DATA FOR REVIEW:
________________________

//! Storage backends for the user's dashboard preferences.
//!
//! The whole preference document is read and written as one JSON value.
use redis::AsyncCommands;
use std::path::{Path, PathBuf};
use tokio::sync::RwLock;

use crate::{
    error::{AppError, AppResult},
    models::UserPreferences,
};

/// Redis key holding the preference document
pub const PREFERENCES_KEY: &str = "prefs:dashboard";

#[cfg_attr(test, mockall::automock)]
#[async_trait::async_trait]
pub trait PreferencesStore: Send + Sync {
    /// Stored preferences, `None` when nothing has been saved yet.
    /// A malformed document is an error.
    async fn load(&self) -> AppResult<Option<UserPreferences>>;

    async fn save(&self, prefs: &UserPreferences) -> AppResult<()>;

    fn name(&self) -> &'static str;
}

/// Preferences kept in a JSON file
pub struct FileStore {
    path: PathBuf,
}

impl FileStore {
    pub fn new(path: impl Into<PathBuf>) -> Self {
        Self { path: path.into() }
    }

    pub fn path(&self) -> &Path {
        &self.path
    }
}

#[async_trait::async_trait]
impl PreferencesStore for FileStore {
    async fn load(&self) -> AppResult<Option<UserPreferences>> {
        let content = match tokio::fs::read_to_string(&self.path).await {
            Ok(content) => content,
            Err(e) if e.kind() == std::io::ErrorKind::NotFound => return Ok(None),
            Err(e) => {
                return Err(AppError::Storage(format!(
                    "Failed to read {}: {}",
                    self.path.display(),
                    e
                )))
            }
        };

        let prefs = serde_json::from_str(&content)?;
        Ok(Some(prefs))
    }

    async fn save(&self, prefs: &UserPreferences) -> AppResult<()> {
        if let Some(parent) = self.path.parent().filter(|p| !p.as_os_str().is_empty()) {
            tokio::fs::create_dir_all(parent).await.map_err(|e| {
                AppError::Storage(format!("Failed to create {}: {}", parent.display(), e))
            })?;
        }

        let json = serde_json::to_string_pretty(prefs)?;

        // Write then rename so a crash never leaves a truncated document
        let tmp = self.path.with_extension("json.tmp");
        tokio::fs::write(&tmp, json)
            .await
            .map_err(|e| AppError::Storage(format!("Failed to write {}: {}", tmp.display(), e)))?;
        tokio::fs::rename(&tmp, &self.path).await.map_err(|e| {
            AppError::Storage(format!("Failed to replace {}: {}", self.path.display(), e))
        })?;

        Ok(())
    }

    fn name(&self) -> &'static str {
        "file"
    }
}

/// Preferences kept under a single Redis key
pub struct RedisStore {
    client: redis::Client,
    key: String,
}

impl RedisStore {
    pub fn new(client: redis::Client) -> Self {
        Self {
            client,
            key: PREFERENCES_KEY.to_string(),
        }
    }
}

#[async_trait::async_trait]
impl PreferencesStore for RedisStore {
    async fn load(&self) -> AppResult<Option<UserPreferences>> {
        let mut conn = self.client.get_multiplexed_async_connection().await?;
        let stored: Option<String> = conn.get(&self.key).await?;

        match stored {
            Some(json) => Ok(Some(serde_json::from_str(&json)?)),
            None => Ok(None),
        }
    }

    async fn save(&self, prefs: &UserPreferences) -> AppResult<()> {
        let json = serde_json::to_string(prefs)?;
        let mut conn = self.client.get_multiplexed_async_connection().await?;
        let _: () = conn.set(&self.key, json).await?;
        Ok(())
    }

    fn name(&self) -> &'static str {
        "redis"
    }
}

/// Process-local store, used when nothing should touch disk
#[derive(Default)]
pub struct MemoryStore {
    prefs: RwLock<Option<UserPreferences>>,
}

impl MemoryStore {
    pub fn new() -> Self {
        Self::default()
    }

    pub fn with_preferences(prefs: UserPreferences) -> Self {
        Self {
            prefs: RwLock::new(Some(prefs)),
        }
    }

    /// Last saved document
    pub async fn snapshot(&self) -> Option<UserPreferences> {
        self.prefs.read().await.clone()
    }
}

#[async_trait::async_trait]
impl PreferencesStore for MemoryStore {
    async fn load(&self) -> AppResult<Option<UserPreferences>> {
        Ok(self.prefs.read().await.clone())
    }

    async fn save(&self, prefs: &UserPreferences) -> AppResult<()> {
        *self.prefs.write().await = Some(prefs.clone());
        Ok(())
    }

    fn name(&self) -> &'static str {
        "memory"
    }
}

#[cfg(test)]
mod tests {
    use super::*;
    use crate::models::{ContentId, Layout};
    use tempfile::TempDir;

    #[tokio::test]
    async fn test_file_store_missing_file_is_none() {
        let dir = TempDir::new().unwrap();
        let store = FileStore::new(dir.path().join("prefs.json"));
        assert!(store.load().await.unwrap().is_none());
    }

    #[tokio::test]
    async fn test_file_store_save_then_load() {
        let dir = TempDir::new().unwrap();
        let store = FileStore::new(dir.path().join("nested").join("prefs.json"));

        let mut prefs = UserPreferences::new();
        prefs.layout = Layout::List;
        prefs.content_order = vec![ContentId::from("3"), ContentId::from("1")];
        store.save(&prefs).await.unwrap();

        assert_eq!(store.load().await.unwrap(), Some(prefs));
        assert!(!dir.path().join("nested").join("prefs.json.tmp").exists());
    }

    #[tokio::test]
    async fn test_file_store_malformed_document_is_error() {
        let dir = TempDir::new().unwrap();
        let path = dir.path().join("prefs.json");
        std::fs::write(&path, "{ not json").unwrap();

        let store = FileStore::new(&path);
        assert!(matches!(store.load().await, Err(AppError::Serialization(_))));
    }

    #[tokio::test]
    async fn test_memory_store_round_trip() {
        let store = MemoryStore::new();
        assert!(store.load().await.unwrap().is_none());

        let prefs = UserPreferences::new();
        store.save(&prefs).await.unwrap();
        assert_eq!(store.snapshot().await, Some(prefs));
    }
}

________________________

Which lines of the data include the string "struct"? Copy each of them.

pub struct FileStore {
pub struct RedisStore {
pub struct MemoryStore {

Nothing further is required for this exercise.